▶ [Work instructions]:
Say how many lines of the data below have the word "schema" in them. Add nothing else.

▶ [Data to process]:
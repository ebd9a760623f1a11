pub mod events;
pub mod search;

use axum::{
    Json,
    http::StatusCode,
    response::{IntoResponse, Response},
};
use serde::Serialize;
use tracing::error;

/// Standard API error response
#[derive(Serialize)]
pub struct ErrorResponse {
    pub error: String,
}

/// Convert anyhow errors to HTTP responses
pub struct AppError(anyhow::Error);

impl IntoResponse for AppError {
    fn into_response(self) -> Response {
        error!("request failed: {:#}", self.0);
        let body = Json(ErrorResponse {
            error: self.0.to_string(),
        });
        (StatusCode::INTERNAL_SERVER_ERROR, body).into_response()
    }
}

impl<E> From<E> for AppError
where
    E: Into<anyhow::Error>,
{
    fn from(err: E) -> Self {
        Self(err.into())
    }
}
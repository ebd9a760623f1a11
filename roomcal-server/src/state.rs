use std::sync::Arc;

use anyhow::Result;
use roomcal_core::{EventStore, FeedSource, RoomcalConfig};
use tokio::sync::RwLock;
use tracing::{error, info};

/// Shared application state
#[derive(Clone)]
pub struct AppState {
    config: Arc<RoomcalConfig>,
    source: FeedSource,
    // Each refresh swaps in a whole new snapshot; readers keep the one they got
    store: Arc<RwLock<Arc<EventStore>>>,
}

impl AppState {
    /// Load the feed once; failing here aborts startup.
    pub async fn new(config: RoomcalConfig) -> Result<Self> {
        let source = FeedSource::from_config(&config);
        let store = roomcal_core::refresh(&source, &config).await?;
        Ok(Self::with_store(config, source, store))
    }

    pub fn with_store(config: RoomcalConfig, source: FeedSource, store: EventStore) -> Self {
        AppState {
            config: Arc::new(config),
            source,
            store: Arc::new(RwLock::new(Arc::new(store))),
        }
    }

    pub fn config(&self) -> &RoomcalConfig {
        &self.config
    }

    pub async fn store(&self) -> Arc<EventStore> {
        self.store.read().await.clone()
    }

    /// Rebuild the snapshot from the feed. On failure the old snapshot stays.
    pub async fn refresh(&self) -> Result<()> {
        let store = roomcal_core::refresh(&self.source, &self.config).await?;
        *self.store.write().await = Arc::new(store);
        Ok(())
    }

    /// Refresh every `refresh_interval_secs`, if configured.
    pub fn spawn_refresh_loop(&self) {
        let Some(secs) = self.config.refresh_interval_secs else {
            return;
        };

        let state = self.clone();
        tokio::spawn(async move {
            let mut interval = tokio::time::interval(std::time::Duration::from_secs(secs));
            // The first tick fires immediately and startup already loaded the feed
            interval.tick().await;
            loop {
                interval.tick().await;
                match state.refresh().await {
                    Ok(()) => info!("scheduled refresh done"),
                    Err(e) => error!("scheduled refresh failed: {:#}", e),
                }
            }
        });
    }
}

#[cfg(test)]
mod tests {
    use super::*;
    use roomcal_core::{CalendarEvent, ExtractionPolicy};

    const FEED: &str = "BEGIN:VCALENDAR\r\n\
VERSION:2.0\r\n\
PRODID:TEST\r\n\
BEGIN:VEVENT\r\n\
UID:a\r\n\
SUMMARY:Seminar\r\n\
LOCATION:Building13\\, A123\r\n\
DTSTART:20250317T080000Z\r\n\
DTEND:20250317T100000Z\r\n\
END:VEVENT\r\n\
END:VCALENDAR\r\n";

    #[tokio::test]
    async fn test_refresh_replaces_snapshot() {
        let dir = tempfile::tempdir().unwrap();
        let path = dir.path().join("feed.ics");
        std::fs::write(&path, FEED).unwrap();

        let no_events: Vec<CalendarEvent> = Vec::new();
        let empty = EventStore::build(Some(no_events.as_slice()), ExtractionPolicy::SingleOnly)
            .unwrap();
        let state = AppState::with_store(
            RoomcalConfig::default(),
            FeedSource::Local(path),
            empty,
        );
        assert!(state.store().await.is_empty());

        state.refresh().await.unwrap();
        assert_eq!(state.store().await.len(), 1);
    }

    #[tokio::test]
    async fn test_failed_refresh_keeps_old_snapshot() {
        let dir = tempfile::tempdir().unwrap();
        let path = dir.path().join("feed.ics");
        std::fs::write(&path, FEED).unwrap();

        let state = AppState::new(RoomcalConfig {
            local_path: path.clone(),
            ..RoomcalConfig::default()
        })
        .await
        .unwrap();
        assert_eq!(state.store().await.len(), 1);

        std::fs::remove_file(&path).unwrap();
        assert!(state.refresh().await.is_err());
        assert_eq!(state.store().await.len(), 1);
    }
}
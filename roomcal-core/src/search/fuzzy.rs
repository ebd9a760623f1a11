//! Fuzzy matching over event descriptions.

use serde::Serialize;
use strsim::normalized_damerau_levenshtein;

use crate::store::EventRecord;

/// A description matching a query, by position in the indexed records.
#[derive(Debug, Clone, Copy, PartialEq, Serialize)]
pub struct SearchHit {
    pub index: usize,
    pub score: f64,
}

/// Normalized descriptions of a fixed set of records.
///
/// Must be rebuilt whenever the record set changes; hit indices refer to
/// positions in the slice the index was built from.
#[derive(Debug, Clone, Default)]
pub struct SearchIndex {
    entries: Vec<Vec<String>>,
}

impl SearchIndex {
    pub fn new<'a>(records: impl IntoIterator<Item = &'a EventRecord>) -> Self {
        let entries = records
            .into_iter()
            .map(|record| words(record.description()))
            .collect();
        SearchIndex { entries }
    }

    /// Hits scoring at least `threshold`, best first. Equal scores keep
    /// index order.
    pub fn search(&self, query: &str, threshold: f64) -> Vec<SearchHit> {
        let query_words = words(query);
        if query_words.is_empty() {
            return Vec::new();
        }
        let query = Query::new(&query_words);

        let mut hits: Vec<SearchHit> = self
            .entries
            .iter()
            .enumerate()
            .filter_map(|(index, candidate)| {
                let score = score(&query, candidate, threshold);
                (score > 0.0 && score >= threshold).then_some(SearchHit { index, score })
            })
            .collect();

        hits.sort_by(|a, b| b.score.total_cmp(&a.score));
        hits
    }
}

struct Query {
    text: String,
    chars: usize,
    words: usize,
}

impl Query {
    fn new(words: &[String]) -> Self {
        let text = words.join(" ");
        Query {
            chars: text.chars().count(),
            text,
            words: words.len(),
        }
    }

    /// Best similarity any text of `chars` characters could reach: the
    /// edit distance is at least the length difference.
    fn ceiling(&self, chars: usize) -> f64 {
        let (short, long) = if chars < self.chars {
            (chars, self.chars)
        } else {
            (self.chars, chars)
        };
        short as f64 / long as f64
    }
}

/// Lowercase, drop symbols, split on whitespace.
fn words(text: &str) -> Vec<String> {
    text.to_lowercase()
        .chars()
        .map(|c| if c.is_alphanumeric() { c } else { ' ' })
        .collect::<String>()
        .split_whitespace()
        .map(str::to_string)
        .collect()
}

/// Best similarity of the query against the whole candidate or any run of
/// roughly as many words in it. A verbatim occurrence scores 1.0.
///
/// Texts whose length alone keeps them below `threshold` or below the best
/// score so far are not compared, so results under `threshold` may be
/// reported lower than their true similarity.
fn score(query: &Query, candidate: &[String], threshold: f64) -> f64 {
    if candidate.is_empty() {
        return 0.0;
    }

    let joined = candidate.join(" ");
    if joined.contains(&query.text) {
        return 1.0;
    }

    // offsets[i] = characters in the first i words, separators included
    let mut offsets = Vec::with_capacity(candidate.len() + 1);
    let mut total = 0;
    offsets.push(total);
    for word in candidate {
        total += word.chars().count() + 1;
        offsets.push(total);
    }

    // Only compare texts that could beat both the threshold and `best`
    let worth_comparing = |chars: usize, best: f64| {
        let ceiling = query.ceiling(chars);
        ceiling >= threshold && ceiling > best
    };

    let mut best = 0.0_f64;
    if worth_comparing(offsets[candidate.len()] - 1, best) {
        best = normalized_damerau_levenshtein(&query.text, &joined);
    }

    let min_len = query.words.saturating_sub(1).max(1);
    for len in min_len..=query.words + 1 {
        for start in 0..candidate.len().saturating_sub(len - 1) {
            let chars = offsets[start + len] - offsets[start] - 1;
            if worth_comparing(chars, best) {
                let window = candidate[start..start + len].join(" ");
                best = best.max(normalized_damerau_levenshtein(&query.text, &window));
            }
        }
    }

    best
}

#[cfg(test)]
mod tests {
    use super::*;
    use crate::location::LocationToken;
    use crate::store::{EventInstant, StoredEvent};
    use chrono::{TimeZone, Utc};

    fn record(description: Option<&str>) -> EventRecord {
        EventRecord {
            location: LocationToken::new("Building13", "A123"),
            event: StoredEvent {
                uid: "uid".to_string(),
                summary: "summary".to_string(),
                description: description.map(str::to_string),
                start: EventInstant {
                    date: Utc.with_ymd_and_hms(2025, 3, 17, 8, 0, 0).unwrap(),
                },
                end: None,
            },
        }
    }

    fn index(descriptions: &[Option<&str>]) -> SearchIndex {
        let records: Vec<_> = descriptions.iter().map(|d| record(*d)).collect();
        SearchIndex::new(&records)
    }

    #[test]
    fn test_words_normalizes() {
        assert_eq!(
            words("  Linear-Algebra,  LECTURE!  "),
            vec!["linear", "algebra", "lecture"]
        );
    }

    #[test]
    fn test_exact_substring_scores_one() {
        let idx = index(&[Some("Introduction to Linear Algebra, lecture 3")]);
        let hits = idx.search("linear algebra", 0.2);
        assert_eq!(hits, vec![SearchHit { index: 0, score: 1.0 }]);
    }

    #[test]
    fn test_typo_still_matches_below_exact() {
        let idx = index(&[Some("Linear algebra"), Some("Linaer algebra")]);
        let hits = idx.search("linear algebra", 0.2);

        assert_eq!(hits.len(), 2);
        assert_eq!(hits[0].index, 0);
        assert_eq!(hits[0].score, 1.0);
        assert!(hits[1].score < 1.0);
        assert!(hits[1].score > 0.8);
    }

    #[test]
    fn test_threshold_filters_weak_matches() {
        let idx = index(&[Some("Organic chemistry lab"), Some("Linear algebra")]);
        let hits = idx.search("algebra", 0.9);
        assert_eq!(hits.len(), 1);
        assert_eq!(hits[0].index, 1);
    }

    #[test]
    fn test_missing_description_never_matches() {
        let idx = index(&[None, Some("")]);
        assert!(idx.search("anything", 0.0).is_empty());
    }

    #[test]
    fn test_ties_keep_index_order() {
        let idx = index(&[Some("exam"), Some("other"), Some("final exam")]);
        let hits = idx.search("exam", 0.5);
        let indices: Vec<_> = hits.iter().map(|h| h.index).collect();
        assert_eq!(indices, vec![0, 2]);
    }

    /// Every window compared, no length shortcut.
    fn full_scan(query: &str, candidate: &[String]) -> f64 {
        let query_len = words(query).len();
        let mut best = normalized_damerau_levenshtein(query, &candidate.join(" "));
        for len in query_len.saturating_sub(1).max(1)..=query_len + 1 {
            for window in candidate.windows(len) {
                best = best.max(normalized_damerau_levenshtein(query, &window.join(" ")));
            }
        }
        best
    }

    #[test]
    fn test_length_shortcut_keeps_best_score() {
        let descriptions = [
            "Seminar on numerical linear algebra methods for sparse systems",
            "Organic chemistry laboratory safety briefing",
            "a",
            "Linaer algebr exercise group",
            "Thesis defence: stochastic processes in population genetics",
        ];
        for query in ["linear algebra", "chemistry", "thesis defense stochastic", "x"] {
            let q = Query::new(&words(query));
            for description in descriptions {
                let candidate = words(description);
                if candidate.join(" ").contains(&q.text) {
                    continue;
                }
                let expected = full_scan(&q.text, &candidate);
                assert_eq!(score(&q, &candidate, 0.0), expected, "{query} / {description}");
                if expected >= 0.5 {
                    assert_eq!(score(&q, &candidate, 0.5), expected, "{query} / {description}");
                }
            }
        }
    }

    #[test]
    fn test_empty_query_has_no_hits() {
        let idx = index(&[Some("exam")]);
        assert!(idx.search("  ", 0.2).is_empty());
        assert!(idx.search("!!", 0.2).is_empty());
    }
}
use std::time::Duration;

use indicatif::{ProgressBar, ProgressStyle};

const TICKS: &[&str] = &["-", "\\", "|", "/"];

/// Spinner on stderr, cleared by the caller with `finish_and_clear`.
pub fn create_spinner(message: String) -> ProgressBar {
    let style = ProgressStyle::default_spinner()
        .tick_strings(TICKS)
        .template("{msg} {spinner}")
        .unwrap_or_else(|_| ProgressStyle::default_spinner());

    let spinner = ProgressBar::new_spinner();
    spinner.set_style(style);
    spinner.set_message(format!("{}...", message));
    spinner.enable_steady_tick(Duration::from_millis(80));
    spinner
}
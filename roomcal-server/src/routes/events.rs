//! Event payload endpoints

use axum::{
    Json, Router,
    extract::State,
    http::header,
    response::IntoResponse,
    routing::get,
};
use chrono::{DateTime, Utc};
use roomcal_core::store::CACHE_CONTROL;
use serde::Serialize;

use crate::routes::AppError;
use crate::state::AppState;

pub fn router() -> Router<AppState> {
    Router::new()
        .route("/events.json", get(events_json))
        .route("/health", get(health))
}

/// GET /events.json - All records of the current snapshot
async fn events_json(State(state): State<AppState>) -> Result<impl IntoResponse, AppError> {
    let body = state.store().await.to_json()?;

    Ok((
        [
            (header::CONTENT_TYPE, "application/json"),
            (header::CACHE_CONTROL, CACHE_CONTROL),
        ],
        body,
    ))
}

#[derive(Serialize)]
pub struct HealthResponse {
    pub status: &'static str,
    pub records: usize,
    pub refreshed_at: DateTime<Utc>,
}

/// GET /health - Snapshot size and age
async fn health(State(state): State<AppState>) -> Json<HealthResponse> {
    let store = state.store().await;
    Json(HealthResponse {
        status: "ok",
        records: store.len(),
        refreshed_at: store.refreshed_at(),
    })
}

#[cfg(test)]
mod tests {
    use axum::http::{StatusCode, header};

    use crate::routes::test_support::{body_json, get};

    #[tokio::test]
    async fn test_events_json_has_cache_header() {
        let response = get("/events.json").await;

        assert_eq!(response.status(), StatusCode::OK);
        assert_eq!(
            response.headers().get(header::CACHE_CONTROL).unwrap(),
            "max-age=3600"
        );
        assert_eq!(
            response.headers().get(header::CONTENT_TYPE).unwrap(),
            "application/json"
        );
    }

    #[tokio::test]
    async fn test_events_json_lists_every_record() {
        let body = body_json(get("/events.json").await).await;
        let records = body.as_array().unwrap();

        assert_eq!(records.len(), 3);
        assert_eq!(records[0]["location"]["building"], "Exactum");
        assert_eq!(records[0]["location"]["room"], "A123");
        assert!(records[0]["event"]["start"]["date"].is_string());
    }

    #[tokio::test]
    async fn test_health() {
        let body = body_json(get("/health").await).await;
        assert_eq!(body["status"], "ok");
        assert_eq!(body["records"], 3);
    }
}
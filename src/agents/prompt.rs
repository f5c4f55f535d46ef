//! Prompt assembly (spec §4.5 "Structured output contract"): the ten
//! ordered sections every decision call is built from. This module only
//! renders text; retry/timeout/fallback policy lives in the orchestrator,
//! and the JSON schema itself is attached by each adapter per its
//! backend's calling convention.

use serde::Serialize;
use uuid::Uuid;

use crate::agents::view::GameView;
use crate::agents::AgentIdentity;
use crate::context::ContextManager;
use crate::personality::PersonalityId;

#[derive(Debug, Clone, Serialize)]
pub struct PromptMetadata {
    pub turn_number: u32,
    pub phase: String,
    pub decision: String,
    pub agent_name: String,
}

/// The fully assembled set of sections (spec §4.5, items 1-9); the schema
/// itself, item 10, is attached by the calling adapter since its shape is
/// backend-specific.
#[derive(Debug, Clone, Serialize)]
pub struct PromptSections {
    pub metadata: PromptMetadata,
    pub personality_block: &'static str,
    pub rules_summary: &'static str,
    pub board: Vec<crate::agents::view::BoardSpaceView>,
    pub me: crate::agents::view::OwnView,
    pub opponents: Vec<crate::agents::view::OpponentView>,
    pub public_log: Vec<crate::context::LogEntry>,
    pub public_summary: Option<String>,
    pub private_log: Vec<crate::context::LogEntry>,
    pub available_actions: Vec<String>,
}

pub const RULES_SUMMARY: &str = "\
Standard Monopoly rules: roll two dice and move that many spaces; buy unowned \
property you land on or let it go to auction; pay rent on owned property at the \
printed rate, doubled for a full unimproved color set, scaled by railroad/utility \
count; build houses evenly across a fully-owned group up to four, then a hotel; \
mortgaging pays half value and stops rent until unmortgaged at 110% of that value; \
three consecutive doubles sends you to jail; jail ends by paying $50, playing a \
Get Out of Jail Free card, or rolling doubles (forced payment on the third failed \
attempt); a player who cannot cover a debt liquidates buildings and mortgages \
property before declaring bankruptcy.";

#[allow(clippy::too_many_arguments)]
pub fn build(
    identity: &AgentIdentity,
    view: &GameView,
    context: &ContextManager,
    turn_number: u32,
    phase: &str,
    decision: &str,
    available_actions: Vec<String>,
) -> PromptSections {
    PromptSections {
        metadata: PromptMetadata {
            turn_number,
            phase: phase.to_string(),
            decision: decision.to_string(),
            agent_name: identity.name.clone(),
        },
        personality_block: identity.personality.profile().prompt_block,
        rules_summary: RULES_SUMMARY,
        board: view.board.clone(),
        me: view.me.clone(),
        opponents: view.opponents.clone(),
        public_log: context.public_window(turn_number),
        public_summary: context.public_summary(turn_number),
        private_log: context.private_tail(identity.id),
        available_actions,
    }
}

pub fn personality_label(id: PersonalityId) -> &'static str {
    id.profile().display_name
}

pub fn agent_label(id: Uuid, view: &GameView) -> String {
    if view.me.id == id {
        view.me.name.clone()
    } else {
        view.opponents
            .iter()
            .find(|o| o.id == id)
            .map(|o| o.name.clone())
            .unwrap_or_else(|| id.to_string())
    }
}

▶ [Result for this exercise]:
2